El éxito de Costa Rica para configurar un Estado fuerte de aspiración social, que cubriera bien su pequeño territorio, parece haber desembocado en una ampliación de la administración pública a un ritmo mayor que el aumento de su eficiencia. Ello has provocado la configuración de sectores corporativos en su interior, que frenan cualquier intento de modificación que pueda dotar de mayor flexibilidad al aparato público para adaptarse a las nuevas exigencias societales. El resultado de ese proceso es que el Estado comienza a funcionar para sí mismo, sobre la base de sus propios intereses funcionariales y corporativos, mucho más que para satisfacer los intereses del resto de la sociedad. Algo, que, desde luego, afecta a los tres poderes públicos, también al poder judicial, cuyos intereses corporativos se han puesto últimamente de manifiesto.
Pero esta conversión de éxitos en obstáculos no hubiera sido posible sin la implicación amplia de la ciudadanía. El ejemplo del poder judicial es ilustrativo. El logro que supuso un sistema judicial que contribuyera a resolver los conflictos sin el uso de la violencia, como ha sido frecuente en el resto de la región, ha evolucionado por derrame a la judicialización de cualquier tipo de conflicto y su consecuencia más visible, el exceso de mora judicial. Pero para superar esa trabazón es necesario resolver un problema serio en el seno de la sociedad: la falta de confianza mutua. Los estudios sobre la materia muestran unos niveles muy bajos de confianza (similares a los de otros países de menor desarrollo humano en el istmo) no sólo respecto de las instituciones sino también entre las personas.

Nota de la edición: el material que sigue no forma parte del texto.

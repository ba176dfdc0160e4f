pub mod wechat_pay_adapter;

pub use wechat_pay_adapter::WeChatPayAdapter;
use chrono::{DateTime, Utc};
use serde::de::DeserializeOwned;
use serde::{Deserialize, Serialize};
use serde_json::{Map, Value};

/// 支付成功通知
pub const EVENT_TRANSACTION_SUCCESS: &str = "TRANSACTION.SUCCESS";
/// 退款成功通知
pub const EVENT_REFUND_SUCCESS: &str = "REFUND.SUCCESS";

/// 领域事件trait
pub trait DomainEvent {
    fn event_type(&self) -> &str;
    fn occurred_at(&self) -> DateTime<Utc>;
}

/// 回调通知报文
#[derive(Debug, Clone, Serialize, Deserialize)]
pub struct NotificationEnvelope {
    pub id: String,
    pub create_time: String,
    pub event_type: String,
    #[serde(default)]
    pub resource_type: String,
    pub resource: NotificationResource,
    #[serde(default)]
    pub summary: String,
}

/// 通知资源数据（AEAD_AES_256_GCM 密文）
#[derive(Debug, Clone, Serialize, Deserialize)]
pub struct NotificationResource {
    pub algorithm: String,
    pub ciphertext: String,
    pub nonce: String,
    #[serde(default)]
    pub associated_data: String,
    #[serde(default)]
    pub original_type: Option<String>,
}

/// 支付事件类别
#[derive(Debug, Clone, PartialEq, Eq)]
pub enum PaymentEventKind {
    PaymentSucceeded,
    RefundSucceeded,
    Other(String),
}

impl PaymentEventKind {
    /// 按事件类型与解密后的资源归类
    pub fn classify(event_type: &str, resource: &Map<String, Value>) -> Self {
        match event_type {
            EVENT_TRANSACTION_SUCCESS
                if resource.get("trade_state").and_then(Value::as_str) == Some("SUCCESS") =>
            {
                PaymentEventKind::PaymentSucceeded
            }
            EVENT_REFUND_SUCCESS => PaymentEventKind::RefundSucceeded,
            other => PaymentEventKind::Other(other.to_string()),
        }
    }
}

/// 已验签、已解密的支付事件，分发完成后丢弃
#[derive(Debug, Clone)]
pub struct PaymentEvent {
    kind: PaymentEventKind,
    resource: Map<String, Value>,
    envelope: NotificationEnvelope,
    received_at: DateTime<Utc>,
}

impl PaymentEvent {
    pub fn new(envelope: NotificationEnvelope, resource: Map<String, Value>) -> Self {
        Self {
            kind: PaymentEventKind::classify(&envelope.event_type, &resource),
            resource,
            envelope,
            received_at: Utc::now(),
        }
    }

    pub fn kind(&self) -> &PaymentEventKind {
        &self.kind
    }

    /// 解密后的资源数据
    pub fn resource(&self) -> &Map<String, Value> {
        &self.resource
    }

    /// 原始通知报文
    pub fn envelope(&self) -> &NotificationEnvelope {
        &self.envelope
    }

    pub fn out_trade_no(&self) -> Option<&str> {
        self.resource.get("out_trade_no").and_then(Value::as_str)
    }

    /// 以支付通知的结构读取资源
    pub fn transaction(&self) -> Option<TransactionNotify> {
        self.resource_as()
    }

    /// 以退款通知的结构读取资源
    pub fn refund(&self) -> Option<RefundNotify> {
        self.resource_as()
    }

    fn resource_as<T: DeserializeOwned>(&self) -> Option<T> {
        serde_json::from_value(Value::Object(self.resource.clone())).ok()
    }
}

impl DomainEvent for PaymentEvent {
    fn event_type(&self) -> &str {
        &self.envelope.event_type
    }

    fn occurred_at(&self) -> DateTime<Utc> {
        self.received_at
    }
}

/// 支付成功通知（解密后）
#[derive(Debug, Clone, Serialize, Deserialize)]
pub struct TransactionNotify {
    pub appid: String,
    pub mchid: String,
    pub out_trade_no: String,
    pub transaction_id: String,
    pub trade_type: String,
    pub trade_state: String,
    #[serde(default)]
    pub trade_state_desc: String,
    #[serde(default)]
    pub success_time: Option<String>,
    #[serde(default)]
    pub attach: Option<String>,
    pub amount: NotifyAmount,
    #[serde(default)]
    pub payer: Option<NotifyPayer>,
}

#[derive(Debug, Clone, Serialize, Deserialize)]
pub struct NotifyAmount {
    pub total: i64,
    #[serde(default)]
    pub payer_total: Option<i64>,
    #[serde(default)]
    pub currency: Option<String>,
}

#[derive(Debug, Clone, Serialize, Deserialize)]
pub struct NotifyPayer {
    pub openid: String,
}

/// 退款结果通知（解密后）
#[derive(Debug, Clone, Serialize, Deserialize)]
pub struct RefundNotify {
    pub mchid: String,
    pub out_trade_no: String,
    pub transaction_id: String,
    pub out_refund_no: String,
    pub refund_id: String,
    pub refund_status: String,
    #[serde(default)]
    pub success_time: Option<String>,
    #[serde(default)]
    pub user_received_account: Option<String>,
    pub amount: RefundNotifyAmount,
}

#[derive(Debug, Clone, Serialize, Deserialize)]
pub struct RefundNotifyAmount {
    pub total: i64,
    pub refund: i64,
    pub payer_total: i64,
    pub payer_refund: i64,
}
#![allow(dead_code)]

use aes_gcm::{
    Aes256Gcm, Nonce,
    aead::{Aead, KeyInit, Payload},
};
use base64::{Engine, engine::general_purpose::STANDARD as BASE64};
use rsa::pkcs8::{EncodePrivateKey, LineEnding};
use rsa::{RsaPrivateKey, RsaPublicKey};
use std::sync::{Arc, OnceLock};
use std::time::Duration;
use wechat_pay_gateway::api::{self, AppState};
use wechat_pay_gateway::application::{Dispatcher, PayNotifyService, PaymentService, ProfitSharingService};
use wechat_pay_gateway::domain::MerchantIdentity;
use wechat_pay_gateway::infrastructure::adapters::WeChatPayAdapter;
use wechat_pay_gateway::infrastructure::certificates::{
    CertificateStore, PlatformCertificate, PlatformCertificates,
};
use wechat_pay_gateway::infrastructure::crypto::{MerchantSigner, build_verify_message};
use wechat_pay_gateway::ports::StaticPayConfig;

pub const MCHID: &str = "1900000001";
pub const APPID: &str = "wx8888888888888888";
pub const API_V3_KEY: &str = "01234567890123456789012345678901";
pub const PLATFORM_SERIAL: &str = "5157F09EFDC096DE15EBE81A47057A7232F1B8E1";

static MERCHANT_KEY: OnceLock<RsaPrivateKey> = OnceLock::new();
static PLATFORM_KEY: OnceLock<RsaPrivateKey> = OnceLock::new();

pub fn merchant_key() -> &'static RsaPrivateKey {
    MERCHANT_KEY.get_or_init(|| RsaPrivateKey::new(&mut rand::thread_rng(), 2048).unwrap())
}

pub fn platform_key() -> &'static RsaPrivateKey {
    PLATFORM_KEY.get_or_init(|| RsaPrivateKey::new(&mut rand::thread_rng(), 2048).unwrap())
}

pub fn merchant(base_url: &str) -> MerchantIdentity {
    MerchantIdentity {
        mchid: MCHID.to_string(),
        appid: Some(APPID.to_string()),
        serial_no: "MERCHANT_SERIAL".to_string(),
        private_key: merchant_key()
            .to_pkcs8_pem(LineEnding::LF)
            .unwrap()
            .to_string(),
        api_v3_key: API_V3_KEY.to_string(),
        notify_url: "https://example.com/wechat/pay/callback".to_string(),
        base_url: base_url.to_string(),
    }
}

pub fn platform_certificates() -> PlatformCertificates {
    PlatformCertificates::new(vec![PlatformCertificate::new(
        PLATFORM_SERIAL,
        RsaPublicKey::from(platform_key()),
        None,
    )])
}

/// 以微信支付平台身份签名：返回 (timestamp, nonce, signature)
pub fn platform_sign(body: &str) -> (String, String, String) {
    let timestamp = chrono::Utc::now().timestamp().to_string();
    let nonce = uuid::Uuid::new_v4().simple().to_string();
    let signer = MerchantSigner::new(platform_key().clone());
    let signature = signer.sign(&build_verify_message(&timestamp, &nonce, body));
    (timestamp, nonce, signature)
}

/// 带平台签名的上游应答
pub fn signed(status: u16, body: &str) -> wiremock::ResponseTemplate {
    let (timestamp, nonce, signature) = platform_sign(body);
    wiremock::ResponseTemplate::new(status)
        .insert_header("Wechatpay-Timestamp", timestamp.as_str())
        .insert_header("Wechatpay-Nonce", nonce.as_str())
        .insert_header("Wechatpay-Signature", signature.as_str())
        .insert_header("Wechatpay-Serial", PLATFORM_SERIAL)
        .set_body_string(body.to_string())
}

pub fn encrypt(plaintext: &str, nonce: &str, associated_data: &str) -> String {
    let cipher = Aes256Gcm::new_from_slice(API_V3_KEY.as_bytes()).unwrap();
    let ciphertext = cipher
        .encrypt(
            Nonce::from_slice(nonce.as_bytes()),
            Payload {
                msg: plaintext.as_bytes(),
                aad: associated_data.as_bytes(),
            },
        )
        .unwrap();
    BASE64.encode(ciphertext)
}

/// 组装完整的路由，上游指向 `base_url`
pub async fn app(base_url: &str, dispatcher: Dispatcher) -> axum::Router {
    let store = Arc::new(CertificateStore::new());
    store.replace(MCHID, platform_certificates()).await;

    let config = Arc::new(StaticPayConfig::new(merchant(base_url)).unwrap());
    let adapter = Arc::new(WeChatPayAdapter::new(Duration::from_secs(5)).unwrap());

    let payment_service = Arc::new(PaymentService::new(adapter, config.clone(), store.clone()));
    api::create_router(AppState {
        profit_sharing_service: Arc::new(ProfitSharingService::new(payment_service.clone())),
        payment_service,
        notify_service: Arc::new(PayNotifyService::new(config, store, dispatcher)),
    })
}

pub async fn body_json(response: axum::response::Response) -> serde_json::Value {
    let bytes = axum::body::to_bytes(response.into_body(), usize::MAX)
        .await
        .unwrap();
    serde_json::from_slice(&bytes).unwrap()
}
pub mod adapters;
pub mod certificates;
pub mod config;
pub mod crypto;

Y hay estudios que señalan que esa falta de confianza mutua hace tiempo forma parte de la identidad nacional.
En suma, los problemas que afectan a la sociedad costarricense no sólo son de naturaleza económica, también presenta disfunciones sociopolíticas importantes, que es necesario atender con cuidado, tanto en la arquitectura institucional como respecto de la cultura política de amplios sectores sociales. Y está bien evitar la consideración de que Costa Rica ya no merece la pena -creciente en muchos jóvenes- pero sin necesidad de caer en el otro extremo: acudir al recurso de la exaltación identitaria patriotera. Esa narrativa puede ser flor de un día si no se acometen los problemas sociopolíticos que afectan a Costa Rica. Insisto, hay mucho trabajo que hacer para dejarse caer en la autocomplacencia.